AMES, Iowa (AP) Iowa State star Marial Shayok considers himself a game-time decision for Saturday’s matchup against No. 8 Texas Tech because of a sprained pinkie toe.
Shayok, who is averaging a team-high 18.7 points per game, injured his foot at practice on Monday and spent Wednesday’s loss at West Virginia watching from the bench in a boot. Shayok said that his ability to handle pain will determine whether he plays, adding that he won’t rush the issue with the Big 12 and NCAA Tournaments coming up in the weeks ahead.
Shayok’s sore toe is far from coach Steve Prohm’s biggest concern: The Cyclones (20-10, 9-8 Big 12) are in something of a tailspin.
They have lost five of their last seven games – a stretch capped by a 15-point drubbing against the cellar-dwelling Mountaineers – and Prohm said he can’t quite figure out why a team that looked so good in early February is stumbling in March.
”It’s focus and effort and togetherness. We’ve got to get that back, because we had it at the highest level. Everybody saw that, and we had it three weeks ago,” Prohm said. ”That’s what the toughest part of coaching is, trying to figure out what happened and how to fix it when it’s not something where you look at it and it’s black and white.”
Iowa State was riding high after dismantling league-leading Kansas State 78-64 in Manhattan on Feb. 16. But the Cyclones followed that up by letting Baylor dictate the tempo in a four-point home loss. Despite a second-half rally, they fell at TCU, 75-72, a few days later.
Iowa State returned home and dominated Oklahoma in a 78-61 blowout that made it seem as though it had worked out its kinks.
It hadn’t.
Texas, on the strength of 15 of 25 shooting from 3-point range, beat Iowa State 86-69 on Saturday. A bad West Virginia team did the same on Tuesday, a game in which Michael Jacobson and freshman Talen Horton-Tucker were caught jawing at each other during a stoppage in play.
Prohm met individually with his players after the Mountaineers debacle, and the team had a players-only meeting as well in an effort to turn things around.
”Losing magnifies everything … everyone is competitive, and guys get upset,” said Jacobson, who added that he and Horton-Tucker have hashed out their differences. ”Regardless of whatever we have going on outside, or so-and-so is mad at so-and-so, you’re not going to win with the kind of effort that we gave at West Virginia. I think just getting back to committing on defense, playing hard on both ends and really just giving a crap about Iowa State (is key).”
Texas Tech has won eight in a row and five of its last six by at least 15 points. Even if Shayok plays, he might not be at his best – and the Red Raiders can clinch at least a share of the first Big 12 title in school history with a win.

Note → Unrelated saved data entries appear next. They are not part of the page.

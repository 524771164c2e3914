//! Logging setup plus optional OTLP trace export.
//!
//! The OTLP layer is enabled only when `OTEL_EXPORTER_OTLP_ENDPOINT` is set
//! (gRPC only).

use anyhow::Result;
use once_cell::sync::OnceCell;
use opentelemetry::{global, trace::TracerProvider as _, KeyValue};
use opentelemetry_otlp::WithExportConfig;
use opentelemetry_sdk::{
    trace::{SdkTracerProvider, Tracer},
    Resource,
};
use std::{env::var, time::Duration};
use tracing::{debug, Level};
use tracing_subscriber::{fmt, layer::SubscriberExt, EnvFilter, Registry};

static TRACER_PROVIDER: OnceCell<SdkTracerProvider> = OnceCell::new();

const OTLP_ENDPOINT_ENV: &str = "OTEL_EXPORTER_OTLP_ENDPOINT";

fn normalize_endpoint(endpoint: String) -> String {
    if endpoint.starts_with("http://") || endpoint.starts_with("https://") {
        endpoint
    } else {
        // Default to https for gRPC if no scheme supplied
        format!("https://{}", endpoint.trim_end_matches('/'))
    }
}

fn init_tracer(endpoint: String) -> Result<Tracer> {
    let exporter = opentelemetry_otlp::SpanExporter::builder()
        .with_tonic()
        .with_endpoint(normalize_endpoint(endpoint))
        .with_timeout(Duration::from_secs(3))
        .build()?;

    let provider = SdkTracerProvider::builder()
        .with_batch_exporter(exporter)
        .with_resource(
            Resource::builder_empty()
                .with_attributes(vec![
                    KeyValue::new("service.name", env!("CARGO_PKG_NAME")),
                    KeyValue::new("service.version", env!("CARGO_PKG_VERSION")),
                ])
                .build(),
        )
        .build();

    // Store provider for later shutdown
    let _ = TRACER_PROVIDER.set(provider.clone());
    global::set_tracer_provider(provider.clone());

    Ok(provider.tracer(env!("CARGO_PKG_NAME")))
}

/// Initialize logging and, when configured, trace export.
///
/// # Errors
/// Returns an error if tracer or subscriber initialization fails.
pub fn init(verbosity_level: Option<Level>) -> Result<()> {
    let verbosity_level = verbosity_level.unwrap_or(Level::ERROR);

    let fmt_layer = fmt::layer()
        .with_file(false)
        .with_line_number(false)
        .with_thread_ids(false)
        .with_target(false);

    let filter = EnvFilter::builder()
        .with_default_directive(verbosity_level.into())
        .from_env_lossy()
        .add_directive("hyper=error".parse()?)
        .add_directive("tokio=error".parse()?)
        .add_directive("opentelemetry_sdk=warn".parse()?);

    if let Ok(endpoint) = var(OTLP_ENDPOINT_ENV) {
        let tracer = init_tracer(endpoint)?;
        let otel_layer = tracing_opentelemetry::layer().with_tracer(tracer);

        let subscriber = Registry::default()
            .with(fmt_layer)
            .with(otel_layer)
            .with(filter);
        tracing::subscriber::set_global_default(subscriber)?;
    } else {
        let subscriber = Registry::default().with(fmt_layer).with(filter);
        tracing::subscriber::set_global_default(subscriber)?;
    }

    Ok(())
}

/// Gracefully shut down the tracer provider (noop if not initialized).
pub fn shutdown_tracer() {
    if let Some(provider) = TRACER_PROVIDER.get() {
        debug!("shutting down tracer provider");
        let _ = provider.shutdown();
        debug!("tracer provider shutdown complete");
    }
}
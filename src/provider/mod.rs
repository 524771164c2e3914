//! External collaborators consumed by the verifier and challenge layers.
//!
//! The identity provider (widget rendering, code delivery, code confirmation)
//! and the container host (the page surface widgets mount into) are both
//! consumed through traits so the lifecycle logic stays independent of any
//! concrete SDK. `HttpIdentityProvider` talks to a REST provider;
//! `InMemoryHost` models the page's mount points.

pub mod host;
pub mod http;
mod identity;

#[cfg(test)]
pub(crate) mod testing;

pub use host::{ContainerHost, InMemoryHost};
pub use http::HttpIdentityProvider;
pub use identity::{
    ChallengeKind, ChallengeWidget, IdentityProvider, ProviderError, WidgetConfig, WidgetEvent,
    WidgetSize,
};
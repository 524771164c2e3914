//! Small helpers shared by the OTP handlers.

/// Extract a client IP for rate limiting from common proxy headers.
pub(super) fn extract_client_ip(headers: &axum::http::HeaderMap) -> Option<String> {
    let forwarded = headers
        .get("x-forwarded-for")
        .and_then(|value| value.to_str().ok())
        .and_then(|value| value.split(',').next())
        .map(str::trim)
        .filter(|value| !value.is_empty());
    if forwarded.is_some() {
        return forwarded.map(str::to_string);
    }
    headers
        .get("x-real-ip")
        .and_then(|value| value.to_str().ok())
        .map(str::trim)
        .filter(|value| !value.is_empty())
        .map(str::to_string)
}
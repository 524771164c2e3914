use crate::{
    api::{self, OtpConfig, OtpState},
    challenge::ChallengeClient,
    cli::telemetry,
    provider::{ContainerHost, HttpIdentityProvider, IdentityProvider, InMemoryHost},
    verifier::{ManagerConfig, VerifierManager, WidgetMode},
};
use anyhow::{Context, Result};
use secrecy::SecretString;
use std::sync::Arc;
use tracing::warn;

use crate::api::handlers::NoopRateLimiter;

#[derive(Debug)]
pub struct Args {
    pub port: u16,
    pub provider_url: String,
    pub provider_api_key: SecretString,
    pub frontend_base_url: String,
    pub container_key: String,
    pub presentation_mode: WidgetMode,
    pub bypass_verification: bool,
    pub teardown_settle_ms: u64,
    pub mount_settle_ms: u64,
}

/// Execute the server action.
///
/// # Errors
/// Returns an error if the provider adapter cannot be built or the server
/// fails to start.
pub async fn execute(args: Args) -> Result<()> {
    let provider = HttpIdentityProvider::new(&args.provider_url, args.provider_api_key)
        .context("Invalid identity provider configuration")?;
    let provider: Arc<dyn IdentityProvider> = Arc::new(provider);
    let host: Arc<dyn ContainerHost> = Arc::new(InMemoryHost::new());

    let manager_config = ManagerConfig::new()
        .with_teardown_settle_ms(args.teardown_settle_ms)
        .with_mount_settle_ms(args.mount_settle_ms);
    let manager = Arc::new(VerifierManager::new(
        Arc::clone(&provider),
        host,
        manager_config,
    ));

    if args.bypass_verification {
        warn!("verification bypass is enabled; no challenge will reach the provider");
    }
    let client =
        ChallengeClient::new(provider).with_bypass_verification(args.bypass_verification);

    let config = OtpConfig::new(args.frontend_base_url)
        .with_container_key(args.container_key)
        .with_presentation_mode(args.presentation_mode);

    let state = Arc::new(OtpState::new(
        config,
        manager,
        client,
        Arc::new(NoopRateLimiter),
    ));

    let result = api::serve(args.port, state).await;
    telemetry::shutdown_tracer();
    result
}
//! Crate-wide error taxonomy for challenge and verifier operations.
//!
//! Provider failures never escape raw: every internal provider call is caught,
//! classified, and re-surfaced as one of these variants.

use thiserror::Error;

#[derive(Debug, Error)]
pub enum Error {
    /// A phone challenge was requested but no live verifier handle exists.
    #[error("verifier is not ready")]
    VerifierNotReady,
    /// The provider reports a widget already rendered in the target container.
    /// State has been force-cleaned; the caller must refresh and retry.
    #[error("challenge widget already rendered; refresh and retry")]
    Conflict,
    /// Expiry or a network-level failure. Retry-eligible via `force_refresh`.
    #[error("transient challenge failure: {0}")]
    Transient(String),
    /// Missing or invalid provider configuration. Not retryable.
    #[error("provider configuration error: {0}")]
    Configuration(String),
    /// The submitted code is not exactly six ASCII digits.
    #[error("code must be exactly {expected} digits", expected = crate::challenge::CODE_LENGTH)]
    InvalidCodeFormat,
    /// The identifier is not a plausible email address or E.164 phone number.
    #[error("invalid identifier: {0}")]
    InvalidIdentifier(String),
    /// The provider refused to deliver the code.
    #[error("challenge delivery failed: {0}")]
    SendFailed(String),
    /// The provider rejected the submitted code (wrong or expired).
    #[error("verification failed: {0}")]
    VerificationFailed(String),
}

impl Error {
    /// True for failures the caller may retry after a `force_refresh`.
    #[must_use]
    pub fn is_retryable(&self) -> bool {
        matches!(self, Self::Transient(_) | Self::SendFailed(_))
    }
}

#[cfg(test)]
mod tests {
    use super::Error;

    #[test]
    fn display_names_the_expected_code_length() {
        assert_eq!(
            Error::InvalidCodeFormat.to_string(),
            "code must be exactly 6 digits"
        );
    }

    #[test]
    fn retryable_covers_transient_and_send_failures() {
        assert!(Error::Transient("timeout".to_string()).is_retryable());
        assert!(Error::SendFailed("sms queue full".to_string()).is_retryable());
        assert!(!Error::Conflict.is_retryable());
        assert!(!Error::Configuration("missing api key".to_string()).is_retryable());
        assert!(!Error::InvalidCodeFormat.is_retryable());
    }
}
//! OTP endpoint state and configuration.

use std::sync::Arc;

use super::rate_limit::RateLimiter;
use crate::challenge::ChallengeClient;
use crate::verifier::{VerifierManager, WidgetMode};

const DEFAULT_CONTAINER_KEY: &str = "presenza-verifier";

#[derive(Clone, Debug)]
pub struct OtpConfig {
    frontend_base_url: String,
    container_key: String,
    presentation_mode: WidgetMode,
}

impl OtpConfig {
    #[must_use]
    pub fn new(frontend_base_url: String) -> Self {
        Self {
            frontend_base_url,
            container_key: DEFAULT_CONTAINER_KEY.to_string(),
            presentation_mode: WidgetMode::Invisible,
        }
    }

    #[must_use]
    pub fn with_container_key(mut self, container_key: String) -> Self {
        self.container_key = container_key;
        self
    }

    #[must_use]
    pub fn with_presentation_mode(mut self, mode: WidgetMode) -> Self {
        self.presentation_mode = mode;
        self
    }

    #[must_use]
    pub fn container_key(&self) -> &str {
        &self.container_key
    }

    #[must_use]
    pub fn presentation_mode(&self) -> WidgetMode {
        self.presentation_mode
    }

    pub(crate) fn frontend_base_url(&self) -> &str {
        &self.frontend_base_url
    }
}

pub struct OtpState {
    config: OtpConfig,
    manager: Arc<VerifierManager>,
    client: ChallengeClient,
    rate_limiter: Arc<dyn RateLimiter>,
}

impl OtpState {
    pub fn new(
        config: OtpConfig,
        manager: Arc<VerifierManager>,
        client: ChallengeClient,
        rate_limiter: Arc<dyn RateLimiter>,
    ) -> Self {
        Self {
            config,
            manager,
            client,
            rate_limiter,
        }
    }

    #[must_use]
    pub fn config(&self) -> &OtpConfig {
        &self.config
    }

    #[must_use]
    pub fn manager(&self) -> &VerifierManager {
        &self.manager
    }

    #[must_use]
    pub fn client(&self) -> &ChallengeClient {
        &self.client
    }

    pub(super) fn rate_limiter(&self) -> &dyn RateLimiter {
        self.rate_limiter.as_ref()
    }
}
//! # Presenza (OTP Challenge Orchestration)
//!
//! `presenza` drives phone and email one-time-code flows against an external
//! identity provider. Its core is the challenge-widget lifecycle: a singleton
//! verifier (the human-presence proof the provider demands before sending an
//! SMS code) that is created on demand, reused while healthy, and torn down
//! and rebuilt on expiry, widget error, or render conflict.
//!
//! ## Lifecycle
//!
//! - At most one live widget exists process-wide; a single-slot async lock
//!   guarantees one render in flight and lets concurrent callers share the
//!   settled outcome.
//! - Teardown is idempotent and never fails; settle delays keep the
//!   provider's own asynchronous teardown ordered before recreation.
//! - A render conflict ("widget already rendered") force-cleans state and
//!   surfaces a refresh-and-retry error rather than retrying silently.
//!
//! ## Challenges
//!
//! Send, verify, and resend operate per attempt with no automatic retries.
//! Phone purposes (`signup`, `signin`) require a live verifier handle; the
//! email `recovery` flow does not. Codes are always six digits and malformed
//! codes are rejected locally, before the provider is contacted.
//!
//! Presentation mode and the local-dev verification bypass are injected
//! configuration, never derived from the runtime environment.

pub mod api;
pub mod challenge;
pub mod cli;
pub mod error;
pub mod provider;
pub mod verifier;

pub use error::Error;

#[allow(clippy::doc_markdown, clippy::needless_raw_string_hashes)]
pub mod built_info {
    include!(concat!(env!("OUT_DIR"), "/built.rs"));
}

pub const GIT_COMMIT_HASH: &str = match built_info::GIT_COMMIT_HASH {
    Some(hash) => hash,
    None => "unknown",
};

pub const APP_USER_AGENT: &str = concat!(env!("CARGO_PKG_NAME"), "/", env!("CARGO_PKG_VERSION"),);

#[cfg(test)]
mod tests {
    use super::*;

    #[test]
    fn test_git_commit_hash_format() {
        if GIT_COMMIT_HASH == "unknown" {
            // Acceptable in non-git build environments
            return;
        }
        assert!(
            GIT_COMMIT_HASH.chars().all(|c| c.is_ascii_hexdigit()),
            "GIT_COMMIT_HASH should be a hex string, got: {GIT_COMMIT_HASH}"
        );
        assert!(
            GIT_COMMIT_HASH.len() >= 7,
            "GIT_COMMIT_HASH should be at least 7 characters long, got: {GIT_COMMIT_HASH}"
        );
    }

    #[test]
    fn test_app_user_agent_format() {
        assert!(APP_USER_AGENT.starts_with(env!("CARGO_PKG_NAME")));
        assert!(APP_USER_AGENT.contains(env!("CARGO_PKG_VERSION")));
    }
}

For the Cyclones, a cohesive and solid effort against Tech might be the first step in rediscovering their chemistry.
”We all have to work at getting it better and changing it,” Prohm said. ”That’s not one individual guy. It’s not one X and O thing. It’s just, collectively, we’ve got to be better. I don’t have a magic answer. You could pinpoint five, six or seven things.”